A new hire at Google (NASDAQ:GOOG) may be telegraphing the next target of the world's leading search engine.

Stephanie Tilenius is the newest Googler, a webpreneur who spent the last few years at eBay (NASDAQ:EBAY) after co-founding PlanetRX.com during the pre-bubble dot-com days.

Tilenius went through several executive hats at eBay, filling leadership positions at eBay Motors, PayPal, and eBay.com itself before leaving to pursue new career opportunities last September. That path now finds her at Big G.

Google is unlikely to launch an eBay.com clone or begin pitching used cars. Beyond MercadoLibre (NASDAQ:MELI) in Latin America, fee-charging auction sites are mostly a dying breed. There are several niche-specific sites on the move, but a behemoth like eBay is left with little choice but to push into fixed-price listings to take on Amazon.com (NASDAQ:AMZN). Free ad-supported listings are a more logical product offering, but if Google Base and Google Products never really gained traction, how will the company succeed in e-commerce beyond its plum role as the Internet's top lead generator?
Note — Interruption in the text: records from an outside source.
/// Class-specific body checks.
fn validate_body(kind: RequestKind, req: &HandlerRequest) -> Result<()> {
    let body = req.body_json().map_err(|_| {
        RelayError::validation(format!("{} request body must be JSON", kind.as_str()))
    })?;
    match kind {
        RequestKind::Chat => {
            let messages = body.get("messages").and_then(Value::as_array);
            match messages {
                Some(messages) if !messages.is_empty() => Ok(()),
                _ => Err(RelayError::validation("chat requires a non-empty messages array")),
            }
        }
        RequestKind::Embedding => {
            if body.get("input").is_none() {
                return Err(RelayError::validation("embedding requires input"));
            }
            Ok(())
        }
        RequestKind::Image => {
            match body.get("prompt").and_then(Value::as_str) {
                Some(prompt) if !prompt.is_empty() => Ok(()),
                _ => Err(RelayError::validation("image requires a prompt")),
            }
        }
        RequestKind::Audio => {
            if body.get("file").is_none() {
                return Err(RelayError::validation("audio requires a file"));
            }
            Ok(())
        }
    }
}

/// The prompt-bearing text of a request body, for token estimation.
fn prompt_text(kind: RequestKind, body: &Value) -> String {
    match kind {
        RequestKind::Chat => body
            .get("messages")
            .and_then(Value::as_array)
            .map(|messages| {
                messages
                    .iter()
                    .filter_map(|m| m.get("content").and_then(Value::as_str))
                    .collect::<Vec<_>>()
                    .join("\n")
            })
            .unwrap_or_default(),
        RequestKind::Embedding => match body.get("input") {
            Some(Value::String(s)) => s.clone(),
            Some(Value::Array(items)) => items
                .iter()
                .filter_map(Value::as_str)
                .collect::<Vec<_>>()
                .join("\n"),
            _ => String::new(),
        },
        RequestKind::Image => body
            .get("prompt")
            .and_then(Value::as_str)
            .unwrap_or_default()
            .to_string(),
        RequestKind::Audio => String::new(),
    }
}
Tilenius also helped build PayPal's merchant services from the ground up; that's where her talents will most likely be put to good use. Google is great in many areas, but Google Checkout remains a laggard. Even this early in Checkout's run, the service is clearly no PayPal killer.

More than $20 billion in payment volume changed hands through PayPal during its most recent quarter. No one else even comes close. Taking on PayPal was hard enough when the platform was young; just ask the pool of vanquished rivals, including Yahoo! (NASDAQ:YHOO), Wells Fargo (NYSE:WFC), and Citigroup's (NYSE:C) C2it. It will be all but impossible to take down now.
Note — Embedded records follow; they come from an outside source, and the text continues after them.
//! Process-wide channel registry with secondary indices.
//!
//! [`ChannelCache`] maintains the primary `id -> Channel` map plus three
//! secondary indices (type, model, region). Each map is independently
//! lockable; a refresh builds complete replacement maps off to the side
//! and swaps them in under the write locks, so readers see either the
//! full old set or the full new set, never a partial index.

use crate::channel::{Channel, ChannelFilter};
use crate::error::{RelayError, Result};
use async_trait::async_trait;
use parking_lot::RwLock;
use std::collections::HashMap;
use std::sync::atomic::{AtomicU64, Ordering};
use std::sync::Arc;

/// External origin of channel definitions (an admin database, a config
/// service). The relay periodically pulls the full set and swaps it into
/// the cache with [`ChannelCache::refresh`]; a load failure leaves the
/// prior state intact.
#[async_trait]
pub trait ChannelSource: Send + Sync {
    /// Produce the complete current channel set.
    async fn load_channels(&self) -> Result<Vec<Arc<Channel>>>;
}

/// Observability counters for the cache.
#[derive(Debug, Clone, Copy, PartialEq, Eq)]
pub struct CacheStats {
    /// Lookups that found a channel.
    pub hits: u64,
    /// Lookups that missed.
    pub misses: u64,
    /// Channels currently registered.
    pub channels: usize,
}

type Index = HashMap<String, Vec<Arc<Channel>>>;

/// Registry of upstream channels with type/model/region indices.
///
/// The `"*"` supported-model entry is indexed under the literal `"*"`
/// key and expanded at query time, so [`get_by_model`](Self::get_by_model)
/// returns wildcard channels for every model without the index growing
/// per model name.
#[derive(Default)]
pub struct ChannelCache {
    channels: RwLock<HashMap<u64, Arc<Channel>>>,
    by_type: RwLock<Index>,
    by_model: RwLock<Index>,
    by_region: RwLock<Index>,
    hits: AtomicU64,
    misses: AtomicU64,
}

impl ChannelCache {
    /// An empty cache.
    pub fn new() -> Self {
        Self::default()
    }

    /// Register a channel, replacing any previous entry with the same id.
    pub fn add(&self, channel: Arc<Channel>) {
        if let Some(old) = self.channels.write().insert(channel.id, channel.clone()) {
            self.unindex(&old);
        }
        self.index(&channel);
    }

    /// Remove a channel. Returns the removed entry, if any.
    pub fn remove(&self, id: u64) -> Option<Arc<Channel>> {
        let removed = self.channels.write().remove(&id);
        if let Some(ref channel) = removed {
            self.unindex(channel);
        }
        removed
    }

    /// Replace a channel's registration (same as [`add`](Self::add); the
    /// indices are rebuilt for the new attribute values).
    pub fn update(&self, channel: Arc<Channel>) {
        self.add(channel);
    }

    /// Look up a channel by id. Records a hit or miss.
    pub fn get(&self, id: u64) -> Result<Arc<Channel>> {
        match self.channels.read().get(&id) {
            Some(channel) => {
                self.hits.fetch_add(1, Ordering::Relaxed);
                Ok(channel.clone())
            }
            None => {
                self.misses.fetch_add(1, Ordering::Relaxed);
                Err(RelayError::cache(format!("channel {} not found", id)))
            }
        }
    }

    /// All channels of one provider class. Empty when none match.
    pub fn get_by_type(&self, channel_type: &str) -> Vec<Arc<Channel>> {
        self.by_type
            .read()
            .get(channel_type)
            .cloned()
            .unwrap_or_default()
    }

    /// All channels serving `model`, including wildcard channels.
    pub fn get_by_model(&self, model: &str) -> Vec<Arc<Channel>> {
        let index = self.by_model.read();
        let mut out: Vec<Arc<Channel>> = index.get(model).cloned().unwrap_or_default();
        if model != "*" {
            if let Some(wildcards) = index.get("*") {
                for channel in wildcards {
                    if !out.iter().any(|c| c.id == channel.id) {
                        out.push(channel.clone());
                    }
                }
            }
        }
        out
    }

    /// All channels in one region. Empty when none match.
    pub fn get_by_region(&self, region: &str) -> Vec<Arc<Channel>> {
        self.by_region
            .read()
            .get(region)
            .cloned()
            .unwrap_or_default()
    }

    /// All channels satisfying `filter`, in insertion order of the
    /// narrowest applicable index.
    pub fn filter(&self, filter: &ChannelFilter) -> Vec<Arc<Channel>> {
        // Start from the narrowest index available to avoid a full scan.
        let base: Vec<Arc<Channel>> = if let Some(ref model) = filter.model {
            self.get_by_model(model)
        } else if let Some(ref t) = filter.channel_type {
            self.get_by_type(t)
        } else if let Some(ref region) = filter.region {
            self.get_by_region(region)
        } else {
            self.channels.read().values().cloned().collect()
        };

        base.into_iter().filter(|c| filter.matches(c)).collect()
    }

    /// Atomically replace the whole store with `channels` and rebuild
    /// every index.
    pub fn refresh(&self, channels: Vec<Arc<Channel>>) {
        let mut primary: HashMap<u64, Arc<Channel>> = HashMap::with_capacity(channels.len());
        let mut by_type: Index = HashMap::new();
        let mut by_model: Index = HashMap::new();
        let mut by_region: Index = HashMap::new();

        for channel in channels {
            Self::index_into(&channel, &mut by_type, &mut by_model, &mut by_region);
            primary.insert(channel.id, channel);
        }

        // The primary lock is held across the index swaps so no reader
        // interleaves a new primary map with an old index.
        let mut primary_guard = self.channels.write();
        *primary_guard = primary;
        *self.by_type.write() = by_type;
        *self.by_model.write() = by_model;
        *self.by_region.write() = by_region;
    }

    /// Drop every channel and index entry.
    pub fn clear(&self) {
        self.refresh(Vec::new());
    }

    /// Number of registered channels.
    pub fn len(&self) -> usize {
        self.channels.read().len()
    }

    /// Whether the cache holds no channels.
    pub fn is_empty(&self) -> bool {
        self.channels.read().is_empty()
    }

    /// Snapshot of all channels.
    pub fn all(&self) -> Vec<Arc<Channel>> {
        self.channels.read().values().cloned().collect()
    }

    /// Hit/miss counters and current size.
    pub fn stats(&self) -> CacheStats {
        CacheStats {
            hits: self.hits.load(Ordering::Relaxed),
            misses: self.misses.load(Ordering::Relaxed),
            channels: self.len(),
        }
    }

    fn index(&self, channel: &Arc<Channel>) {
        let mut by_type = self.by_type.write();
        let mut by_model = self.by_model.write();
        let mut by_region = self.by_region.write();
        Self::index_into(channel, &mut by_type, &mut by_model, &mut by_region);
    }

    fn index_into(channel: &Arc<Channel>, by_type: &mut Index, by_model: &mut Index, by_region: &mut Index) {
        by_type
            .entry(channel.channel_type.clone())
            .or_default()
            .push(channel.clone());
        for model in &channel.supported_models {
            by_model.entry(model.clone()).or_default().push(channel.clone());
        }
        if !channel.region.is_empty() {
            by_region
                .entry(channel.region.clone())
                .or_default()
                .push(channel.clone());
        }
    }

    fn unindex(&self, channel: &Channel) {
        let mut by_type = self.by_type.write();
        if let Some(list) = by_type.get_mut(&channel.channel_type) {
            list.retain(|c| c.id != channel.id);
            if list.is_empty() {
                by_type.remove(&channel.channel_type);
            }
        }
        drop(by_type);

        let mut by_model = self.by_model.write();
        for model in &channel.supported_models {
            if let Some(list) = by_model.get_mut(model) {
                list.retain(|c| c.id != channel.id);
                if list.is_empty() {
                    by_model.remove(model);
                }
            }
        }
        drop(by_model);

        if !channel.region.is_empty() {
            let mut by_region = self.by_region.write();
            if let Some(list) = by_region.get_mut(&channel.region) {
                list.retain(|c| c.id != channel.id);
                if list.is_empty() {
                    by_region.remove(&channel.region);
                }
            }
        }
    }
}

impl std::fmt::Debug for ChannelCache {
    fn fmt(&self, f: &mut std::fmt::Formatter<'_>) -> std::fmt::Result {
        f.debug_struct("ChannelCache")
            .field("channels", &self.len())
            .field("hits", &self.hits.load(Ordering::Relaxed))
            .field("misses", &self.misses.load(Ordering::Relaxed))
            .finish()
    }
}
We can always keep an eye on Tilenius's LinkedIn profile to see what hat she ultimately wears at Google, but she hasn't updated it in ages. She's still listed as working for eBay, and she's been out for five months.

Either way, it never hurts for Google to have another web-savvy veteran on board. Let's just hope that the search giant has realistic expectations for Google Checkout's future.